Portfolio Companies 
The Hambro Perks portfolio is made up of over 100 firms including:

 Takumi - puts brands in touch with "social influencers" 
 Kortext - digital textbook platform in the UK 
 what3words - re-maps the world in 3M by 3M blocks 
 Previse - AI Fintech startup 
Muzmatch - Muslim dating app  
Tide - mobile banking services for small businesses 
Gelesis - biotechnology company developing treatments for obesity  
HawkEye 360 - geospatial analytics company
Movewise - multi-agent property seller 

Other notable investments linked to Hambro Perks include Sipsmith, which was sold to drinks giant Beam Suntory in 2016.

History 
Hambro Perks Ltd.  was founded in 2013 by Rupert Hambro CBE and Dominic Perks. The firm was originally conceived as a venture investor and incubator.

In August 2017, Hambro Perks hired Kate Burns to run its new media division. Burns was managing director of UK business at Google from 2001 until 2006 before becoming regional director of UK, Ireland, and Benelux as the US web giant expanded. Later, she became the chief executive of European business at AOL.

In December 2020, Hambro Perks was reported to have established a fund specialising in environmental technology chaired by the prominent businessman Sir John Rose.

In January 2021, it announced the establishment of the Hambro Perks Special Opportunities Fund which includes companies sold by Invesco in the wake of the Neil Woodford scandal.

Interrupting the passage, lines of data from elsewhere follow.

//! Thicken curve networks into closed volumetric meshes.
//!
//! A lattice is a network of centre-line curves. This crate turns such a
//! network into a printable solid by sampling the distance to the curves
//! on a regular grid and extracting the surface at the strut radius.
//!
//! # Features
//!
//! - **Thickening**: [`thicken_curves`] gives a closed quad mesh around
//!   every curve, joined smoothly where struts meet
//! - **Sampling control**: [`VolumeSettings`] sets grid spacing, padding
//!   and the extraction level
//! - **Curve stations**: [`segment_points`] samples curves at a spacing
//!   tied to the strut radius
//!
//! # Quick Start
//!
//! ```
//! use mesh_from_curves::{thicken_curves, VolumeSettings};
//! use mesh_types::{Point3, Polyline};
//!
//! let a = Polyline::from_segment(Point3::origin(), Point3::new(2.0, 0.0, 0.0));
//! let b = Polyline::from_segment(Point3::origin(), Point3::new(0.0, 2.0, 0.0));
//!
//! let mesh = thicken_curves(&[a, b], 0.3, &VolumeSettings::for_radius(0.3)).unwrap();
//! assert!(!mesh.is_empty());
//! ```

#![cfg_attr(not(test), deny(clippy::unwrap_used, clippy::expect_used))]

mod error;
mod field;
mod grid;
mod nets;
mod thicken;

pub use error::{CurveError, CurveResult};
pub use field::CapsuleField;
pub use grid::ScalarGrid;
pub use nets::surface_nets;
pub use thicken::{VolumeSettings, segment_points, thicken_curves};
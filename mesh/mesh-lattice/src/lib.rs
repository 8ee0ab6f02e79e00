//! Unit-cell lattice generation inside an arbitrary solid.
//!
//! This crate fills a primitive solid with a repeating strut pattern and
//! turns the result into a closed, printable mesh:
//!
//! - **Mapping**: [`BoxMap`] scales and translates geometry from the
//!   unit-cell frame into each voxel
//! - **Population**: [`populate`] maps a [`UnitCell`] into every voxel of
//!   a list in parallel, keeping results aligned with the voxels
//! - **Trimming**: [`trim_curve`] and [`trim_all`] keep only the parts of
//!   curves inside the primitive
//! - **Meshing**: [`build_lattice_mesh`] thickens the curves, and
//!   [`repair_lattice_mesh`] cleans the result and reports on it
//! - **Cutting**: [`cut_with_retry`] cuts the mesh with planar surfaces,
//!   retrying with offset surfaces when a cut collapses
//! - **Primitive**: [`prepare_primitive`] cleans the input solid and
//!   derives its trim surfaces, symmetry planes and octant
//!
//! [`run_pipeline`] chains every stage.
//!
//! # Quick Start
//!
//! ```
//! use mesh_lattice::{run_pipeline, CutSurfaces, LatticeInput, PipelineParams, RawGeometry, UnitCell};
//! use mesh_types::{Aabb, IndexedMesh, Point3, Polyline};
//!
//! // A cross of struts through the cell center.
//! let p = Point3::new;
//! let cell = UnitCell::new(
//!     vec![
//!         Polyline::from_segment(p(0.0, 0.5, 0.5), p(1.0, 0.5, 0.5)),
//!         Polyline::from_segment(p(0.5, 0.0, 0.5), p(0.5, 1.0, 0.5)),
//!         Polyline::from_segment(p(0.5, 0.5, 0.0), p(0.5, 0.5, 1.0)),
//!     ],
//!     Vec::new(),
//! )
//! .unwrap();
//!
//! let solid = IndexedMesh::cuboid(&Aabb::new(p(0.0, 0.0, 0.0), p(4.0, 4.0, 4.0)));
//! let voxels = vec![
//!     Aabb::new(p(1.0, 1.0, 1.0), p(2.0, 2.0, 2.0)),
//!     Aabb::new(p(2.0, 1.0, 1.0), p(3.0, 2.0, 2.0)),
//! ];
//! let input = LatticeInput::new(cell, voxels, Vec::new()).with_cut_surfaces(CutSurfaces::Primitive);
//!
//! let output = run_pipeline(RawGeometry::Mesh(solid), &input, &PipelineParams::new(0.15)).unwrap();
//! assert!(output.volume > 0.0);
//! assert!(output.cut_report.is_some());
//! ```
//!
//! # Errors and warnings
//!
//! Stage failures are returned as [`LatticeError`]. Failures of single
//! voxels are collected as [`VoxelError`]s next to the results, and
//! problems the pipeline recovered from are returned as
//! [`PipelineWarning`]s. Every stage always produces its
//! [`MeshReport`](mesh_repair::MeshReport), even for an invalid mesh.
//!
//! # Logging
//!
//! Stages log through `tracing`; install a subscriber to see them.

#![warn(missing_docs)]
#![warn(clippy::all)]
#![warn(clippy::pedantic)]
#![cfg_attr(not(test), deny(clippy::unwrap_used, clippy::expect_used))]

mod build;
mod cell;
mod cut;
mod error;
mod map;
mod pipeline;
mod populate;
mod primitive;
mod trim;

pub use build::{RepairedMesh, build_lattice_mesh, repair_lattice_mesh};
pub use cell::{JOIN_TOLERANCE, UnitCell, join_curves};
pub use cut::{CutOutcome, CutParams, CutSurface, cut_with_retry};
pub use error::{LatticeError, LatticeResult, PipelineWarning, VoxelError};
pub use map::{BoxMap, DEGENERATE_EXTENT, map_geometry};
pub use pipeline::{CutSurfaces, LatticeInput, PipelineOutput, PipelineParams, run_pipeline};
pub use populate::{
    MappedGeometry, PopulateContext, PopulateKind, PopulateParams, Population, UniformLattice,
    VoxelSet, populate, populate_uniform,
};
pub use primitive::{PreparedPrimitive, PrimitiveParams, RawGeometry, prepare_primitive};
pub use trim::{TrimBoundary, TrimOutput, TrimParams, TrimmedCurves, trim_all, trim_curve};

// Thickening settings travel with the pipeline parameters.
pub use mesh_from_curves::{VolumeSettings, segment_points};
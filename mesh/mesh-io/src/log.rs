//! Report records and the append-only log file.
//!
//! A log file is a comma-separated sequence of JSON records. Each pipeline
//! run appends one combined record, so the file is not itself a JSON
//! document until wrapped in brackets.

use std::fs::{self, OpenOptions};
use std::io::Write;
use std::path::Path;

use mesh_repair::MeshReport;
use serde::Serialize;
use serde_json::ser::PrettyFormatter;
use serde_json::{Map, Value};
use tracing::debug;

use crate::error::{IoError, IoResult};

const RECORD_SEPARATOR: &str = ",\n";
const INDENT: &[u8] = b"    ";

/// A report as a single-key record `{ "<version>": { ...entries } }`.
///
/// # Errors
///
/// Returns [`IoError::Json`] if a value cannot be represented in JSON.
pub fn report_record(report: &MeshReport) -> IoResult<Value> {
    let mut record = Map::new();
    record.insert(report.version.clone(), serde_json::to_value(report)?);
    Ok(Value::Object(record))
}

/// Merge JSON objects in order.
///
/// Later keys replace earlier values but keep the position where the key
/// first appeared.
///
/// # Errors
///
/// Returns [`IoError::NotAnObject`] for any record that is not an object.
pub fn merge_records<I>(records: I) -> IoResult<Map<String, Value>>
where
    I: IntoIterator<Item = Value>,
{
    let mut merged = Map::new();
    for (index, record) in records.into_iter().enumerate() {
        let Value::Object(fields) = record else {
            return Err(IoError::NotAnObject { index });
        };
        for (key, value) in fields {
            merged.insert(key, value);
        }
    }
    Ok(merged)
}

/// Pretty-print a JSON value with four-space indentation.
///
/// # Errors
///
/// Returns [`IoError::Json`] if serialization fails.
pub fn to_pretty_json<T: Serialize + ?Sized>(value: &T) -> IoResult<String> {
    let mut out = Vec::new();
    let mut serializer =
        serde_json::Serializer::with_formatter(&mut out, PrettyFormatter::with_indent(INDENT));
    value.serialize(&mut serializer)?;
    String::from_utf8(out).map_err(|e| IoError::invalid_content(e.to_string()))
}

/// Combine JSON text records into one pretty-printed object.
///
/// Blank inputs are skipped. Indices in [`IoError::NotAnObject`] refer to
/// positions in `records`, blanks included.
///
/// # Errors
///
/// Returns [`IoError::Json`] for text that is not JSON and
/// [`IoError::NotAnObject`] for JSON that is not an object.
///
/// # Example
///
/// ```
/// use mesh_io::combine_reports;
///
/// let combined = combine_reports(&[r#"{"a": 1, "b": 2}"#, "", r#"{"a": 3}"#]).unwrap();
/// assert_eq!(combined, "{\n    \"a\": 3,\n    \"b\": 2\n}");
/// ```
pub fn combine_reports<S: AsRef<str>>(records: &[S]) -> IoResult<String> {
    let mut merged = Map::new();
    for (index, text) in records.iter().enumerate() {
        let text = text.as_ref();
        if text.trim().is_empty() {
            continue;
        }
        let Value::Object(fields) = serde_json::from_str::<Value>(text)? else {
            return Err(IoError::NotAnObject { index });
        };
        merged.extend(fields);
    }
    to_pretty_json(&merged)
}

/// Append `content` to a comma-separated log file.
///
/// A non-empty existing file gets `",\n"` before the content; an empty one
/// gets the content alone; a missing file is created.
///
/// # Errors
///
/// Returns an I/O error if the file cannot be opened or written.
pub fn append_record(path: impl AsRef<Path>, content: &str) -> IoResult<()> {
    let path = path.as_ref();
    let existing_len = match fs::metadata(path) {
        Ok(meta) => Some(meta.len()),
        Err(e) if e.kind() == std::io::ErrorKind::NotFound => None,
        Err(e) => return Err(e.into()),
    };

    let mut file = OpenOptions::new().create(true).append(true).open(path)?;
    if existing_len.is_some_and(|len| len > 0) {
        file.write_all(RECORD_SEPARATOR.as_bytes())?;
    }
    file.write_all(content.as_bytes())?;
    file.flush()?;

    debug!(
        path = %path.display(),
        created = existing_len.is_none(),
        bytes = content.len(),
        "appended log record"
    );
    Ok(())
}
//! Writing the finished lattice to disk.

use std::path::{Path, PathBuf};

use mesh_types::IndexedMesh;
use serde::{Deserialize, Serialize};
use tracing::{debug, info};

use crate::error::IoResult;
use crate::stl::{StlFormat, save_stl};

/// Options for [`export_stl`].
#[derive(Debug, Clone, Copy, PartialEq, Eq, Default, Serialize, Deserialize)]
pub struct ExportOptions {
    /// STL flavour.
    pub format: StlFormat,
    /// Drop the in-memory mesh once it has been written.
    pub remove_after_export: bool,
}

impl ExportOptions {
    /// Select the STL flavour.
    #[must_use]
    pub const fn with_format(mut self, format: StlFormat) -> Self {
        self.format = format;
        self
    }

    /// Drop the mesh after writing instead of handing it back.
    #[must_use]
    pub const fn with_remove_after_export(mut self, remove: bool) -> Self {
        self.remove_after_export = remove;
        self
    }
}

/// Result of an export.
#[derive(Debug, Clone)]
pub struct Exported {
    /// File that was written.
    pub path: PathBuf,
    /// The mesh, unless the options asked for it to be removed.
    pub mesh: Option<IndexedMesh>,
}

/// `base_name` with `.stl` appended.
///
/// The suffix is appended, not substituted, so a base name containing dots
/// keeps them.
#[must_use]
pub fn stl_path(base_name: impl AsRef<Path>) -> PathBuf {
    let mut name = base_name.as_ref().as_os_str().to_os_string();
    name.push(".stl");
    PathBuf::from(name)
}

/// Write `mesh` to `<base_name>.stl`.
///
/// With [`ExportOptions::remove_after_export`] set, the mesh is dropped
/// after the write and [`Exported::mesh`] is `None`; otherwise ownership
/// passes back to the caller.
///
/// # Errors
///
/// Returns an error if the file cannot be written. The mesh is lost in
/// that case.
///
/// # Example
///
/// ```no_run
/// use mesh_io::{export_stl, ExportOptions};
/// use mesh_types::unit_cube;
///
/// let out = export_stl(unit_cube(), "out/part", &ExportOptions::default()).unwrap();
/// assert!(out.path.ends_with("part.stl"));
/// assert!(out.mesh.is_some());
/// ```
pub fn export_stl(
    mesh: IndexedMesh,
    base_name: impl AsRef<Path>,
    options: &ExportOptions,
) -> IoResult<Exported> {
    let path = stl_path(base_name);
    save_stl(&mesh, &path, options.format)?;
    info!(
        path = %path.display(),
        faces = mesh.face_count(),
        format = ?options.format,
        "exported mesh"
    );

    let mesh = if options.remove_after_export {
        debug!("dropping exported mesh");
        None
    } else {
        Some(mesh)
    };
    Ok(Exported { path, mesh })
}
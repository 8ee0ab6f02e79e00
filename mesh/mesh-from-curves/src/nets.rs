//! Surface extraction from a sampled field.
//!
//! Surface nets place one vertex in every grid cell the surface passes
//! through and join the four cells around each crossed grid edge with a
//! quad. On a closed level set the quads form a closed surface.

use crate::grid::ScalarGrid;
use mesh_types::{Face, PolyMesh, Point3, Vector3, Vertex};

/// Extract the `iso` level set of `grid` as outward-facing quads.
///
/// Samples below `iso` are inside. The surface must stay clear of the
/// outermost grid points to come out closed.
#[allow(clippy::cast_possible_truncation, clippy::cast_precision_loss)]
#[must_use]
pub fn surface_nets(grid: &ScalarGrid, iso: f64) -> PolyMesh {
    let dims = grid.dims();
    if dims.iter().any(|&n| n < 2) {
        return PolyMesh::new();
    }
    let cells = [dims[0] - 1, dims[1] - 1, dims[2] - 1];
    let cell_index = |[i, j, k]: [usize; 3]| i + cells[0] * (j + cells[1] * k);

    let mut cell_vertex = vec![u32::MAX; cells[0] * cells[1] * cells[2]];
    let mut vertices = Vec::new();

    for k in 0..cells[2] {
        for j in 0..cells[1] {
            for i in 0..cells[0] {
                let corner = |c: usize| [i + (c & 1), j + ((c >> 1) & 1), k + ((c >> 2) & 1)];
                let values: [f64; 8] = std::array::from_fn(|c| grid.value(corner(c)));
                let inside = values.iter().filter(|&&v| v < iso).count();
                if inside == 0 || inside == 8 {
                    continue;
                }

                let mut sum = Vector3::zeros();
                let mut crossings = 0usize;
                for c in 0..8 {
                    for bit in [1, 2, 4] {
                        if c & bit != 0 {
                            continue;
                        }
                        let (va, vb) = (values[c], values[c | bit]);
                        if (va < iso) == (vb < iso) {
                            continue;
                        }
                        let t = (iso - va) / (vb - va);
                        let pa = grid.position(corner(c));
                        let pb = grid.position(corner(c | bit));
                        sum += (pa + (pb - pa) * t).coords;
                        crossings += 1;
                    }
                }

                cell_vertex[cell_index([i, j, k])] = vertices.len() as u32;
                vertices.push(Vertex::new(Point3::from(sum / crossings as f64)));
            }
        }
    }

    let mut faces = Vec::new();
    for k in 0..dims[2] {
        for j in 0..dims[1] {
            for i in 0..dims[0] {
                let p = [i, j, k];
                for axis in 0..3 {
                    if let Some(face) = edge_quad(grid, iso, p, axis, &cell_vertex, &cell_index) {
                        faces.push(face);
                    }
                }
            }
        }
    }

    PolyMesh::from_parts(vertices, faces)
}

/// Quad around the grid edge from `p` along `axis`, if the edge crosses
/// the surface and all four neighbouring cells exist.
fn edge_quad(
    grid: &ScalarGrid,
    iso: f64,
    p: [usize; 3],
    axis: usize,
    cell_vertex: &[u32],
    cell_index: &impl Fn([usize; 3]) -> usize,
) -> Option<Face> {
    let dims = grid.dims();
    let (b, c) = ((axis + 1) % 3, (axis + 2) % 3);
    if p[axis] + 1 >= dims[axis] || p[b] == 0 || p[c] == 0 || p[b] + 1 >= dims[b] || p[c] + 1 >= dims[c] {
        return None;
    }

    let mut q = p;
    q[axis] += 1;
    let start_inside = grid.value(p) < iso;
    if start_inside == (grid.value(q) < iso) {
        return None;
    }

    let around = |db: usize, dc: usize| {
        let mut cell = p;
        cell[b] = p[b] - 1 + db;
        cell[c] = p[c] - 1 + dc;
        cell_vertex[cell_index(cell)]
    };
    let quad = [around(0, 0), around(1, 0), around(1, 1), around(0, 1)];
    if quad.contains(&u32::MAX) {
        return None;
    }

    // The quad's winding faces +axis; outward is toward the outside sample.
    let face = Face::Quad(quad);
    Some(if start_inside { face } else { face.reversed() })
}
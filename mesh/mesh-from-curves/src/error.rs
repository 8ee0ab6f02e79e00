//! Error types for mesh-from-curves operations.

use thiserror::Error;

/// Result type for mesh-from-curves operations.
pub type CurveResult<T> = Result<T, CurveError>;

/// Errors that can occur while thickening curves.
#[derive(Debug, Error)]
pub enum CurveError {
    /// None of the curves has any points.
    #[error("no curves to thicken")]
    NoCurves,

    /// Radius is zero, negative or not finite.
    #[error("invalid radius: {0}")]
    InvalidRadius(f64),

    /// Volume settings cannot produce a grid.
    #[error("invalid volume settings: {reason}")]
    InvalidSettings {
        /// What is wrong with the settings.
        reason: String,
    },

    /// The sampling grid would exceed the configured cell limit.
    #[error("sampling grid needs {cells} points, limit is {limit}")]
    GridTooLarge {
        /// Grid points required.
        cells: usize,
        /// Configured limit.
        limit: usize,
    },

    /// A curve contains a non-finite coordinate.
    #[error("curve {index} has non-finite coordinates")]
    NonFiniteCurve {
        /// Index of the curve.
        index: usize,
    },
}
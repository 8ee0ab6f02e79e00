//! Error types for mesh repair operations.

use thiserror::Error;

/// Result type for repair operations.
pub type RepairResult<T> = Result<T, RepairError>;

/// Errors that can occur during mesh repair.
#[derive(Debug, Error)]
pub enum RepairError {
    /// Mesh is empty (no vertices or faces).
    #[error("mesh is empty")]
    EmptyMesh,

    /// A face refers to a vertex that does not exist.
    #[error("invalid vertex index {index} (mesh has {vertex_count} vertices)")]
    InvalidIndex {
        /// The invalid index.
        index: u32,
        /// Total number of vertices in the mesh.
        vertex_count: usize,
    },

    /// One or more boundary loops could not be capped.
    #[error("failed to fill holes: {reason}")]
    HoleFillFailed {
        /// Reason for failure.
        reason: String,
    },
}

impl RepairError {
    /// First out-of-range index in `faces`, as an error.
    pub(crate) fn check_indices<F: AsRef<[u32]>>(
        faces: &[F],
        vertex_count: usize,
    ) -> RepairResult<()> {
        match faces
            .iter()
            .flat_map(|f| f.as_ref().iter().copied())
            .find(|&i| i as usize >= vertex_count)
        {
            Some(index) => Err(Self::InvalidIndex {
                index,
                vertex_count,
            }),
            None => Ok(()),
        }
    }
}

In October 2021, The Sunday Telegraph reported that the firm had established a fund to help 'paper millionaire' entrepreneurs and company founders sell part of their shareholdings. Hambro Perks Co-founder Dominic Perks said his aim with the new fund is to give investors access to shares in fast-growing companies that “will be the stars of the stock market in a few years time”.

The new fund has already backed companies including NA-KD, one of Europe’s fastest-growing fashion e-commerce companies, set up by entrepreneur Jarno Vanhatapio.

In November 2021, Hambro Perks was named as the sponsor for the first-ever Special-purpose acquisition company to be listed on the London Stock Exchange following changes to the rules required to list the vehicles.
The listed company, Hambro Perks Acquisition Company, will be chaired by Sir Anthony Salz, with veteran investor Dominic Shorthouse also joining the board.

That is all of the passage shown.